Il n’existe en réalité aucun parti politique respectant le sens propre de cette appellation, que ce soit en Serbie ou dans les autres pays post-communistes. En effet, les partis politiques représentent des classes sociales et des couches spécifiques de la société, alors que les pays en transition vers un capitalisme semi-colonial tels que la Serbie, dont la viabilité dépend exclusivement de l’ampleur des investissements et des crédits provenant de l’Occident, ne possèdent aucune base sociale solide.

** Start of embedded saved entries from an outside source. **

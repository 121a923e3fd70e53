use tokio::sync::broadcast;

use crate::common::Camera;



/// Display-state codes; the client translates them into text.
#[derive(Clone, Copy, Debug, PartialEq, Eq)]
#[derive(Serialize)]
#[serde(rename_all = "SCREAMING_SNAKE_CASE")]
pub enum DisplayMessage {
	Loading,
	NoCams,
}

#[derive(Clone, Debug, PartialEq)]
#[derive(Serialize)]
#[serde(tag = "notification", content = "payload", rename_all = "SCREAMING_SNAKE_CASE")]
pub enum Notification {
	SetMessage(DisplayMessage),
	SetCamera(Camera),
	ReadyState(bool),
	CamerasUpdated(usize),
}

impl Notification {
	pub fn name(&self) -> &'static str {
		match self {
			Notification::SetMessage(_) => "SET_MESSAGE",
			Notification::SetCamera(_) => "SET_CAMERA",
			Notification::ReadyState(_) => "READY_STATE",
			Notification::CamerasUpdated(_) => "CAMERAS_UPDATED",
		}
	}
}

#[derive(Clone)]
pub struct Notifier {
	sender: broadcast::Sender<Notification>,
}

impl Notifier {
	pub fn new(capacity: usize) -> Notifier {
		let (sender, _) = broadcast::channel(capacity);
		Notifier { sender }
	}

	/// Sends to whoever is listening; with no display client attached the event is dropped.
	pub fn send(&self, notification: Notification) {
		let _ = self.sender.send(notification);
	}

	pub fn subscribe(&self) -> broadcast::Receiver<Notification> {
		self.sender.subscribe()
	}
}

impl Default for Notifier {
	fn default() -> Self {
		Notifier::new(64)
	}
}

Sur ce point, les partis évoluant dans des pays aux syndicats faibles et fragmentés, aux médias corrompus et à la société atomisée ont été déçus par les intérêts particuliers de leurs dirigeants et de leurs membres (9), mais aussi par les capitaux serbes et internationaux considérables mis en jeu et les exigences continuelles et contradictoires des États-Unis, de l’Union européenne et de la Russie. On pourrait donc conclure que les principaux partis serbes ont tendance à adopter une structure d’association technocrate et patronale et un rôle de « comprador » (10) et que leurs programmes et politiques sociales et économiques sont identiques.
Bien que le système monopartite communiste ait été supprimé dès 1990, la situation mono-idéologique qui réinstitue et assoit les acteurs politiques les plus influents n’a toujours pas été éliminée. La majeure partie des courants œuvrant au sein de la Ligue des communistes de Yougoslavie du temps du « socialisme réel » n’ont jamais pu, ni souhaité remettre en question la mission de cercle politique et les privilèges liés au parti dont ils jouissaient.
Ils sont aujourd’hui remplacés par de vaines formes démocratiques de parlementarismes qui, par le biais des partis au gouvernement et des médias contrôlés par les nouveaux riches, empêchent toute articulation politique indépendante. La Ligue des communistes de Yougoslavie et ses factions n’ont été remplacées que par un nouveau groupe politique dont les factions émanent de sa propre droite. Il n’est donc pas rare de se retrouver face à une cacophonie et des coalitions qui seraient tout simplement inconcevables dans des démocraties plus développées. Le gouvernement actuel est ainsi constitué d’une coalition de partis suivant une doctrine expressément libérale, conservatrice, sociale-démocrate et de gauche radicale.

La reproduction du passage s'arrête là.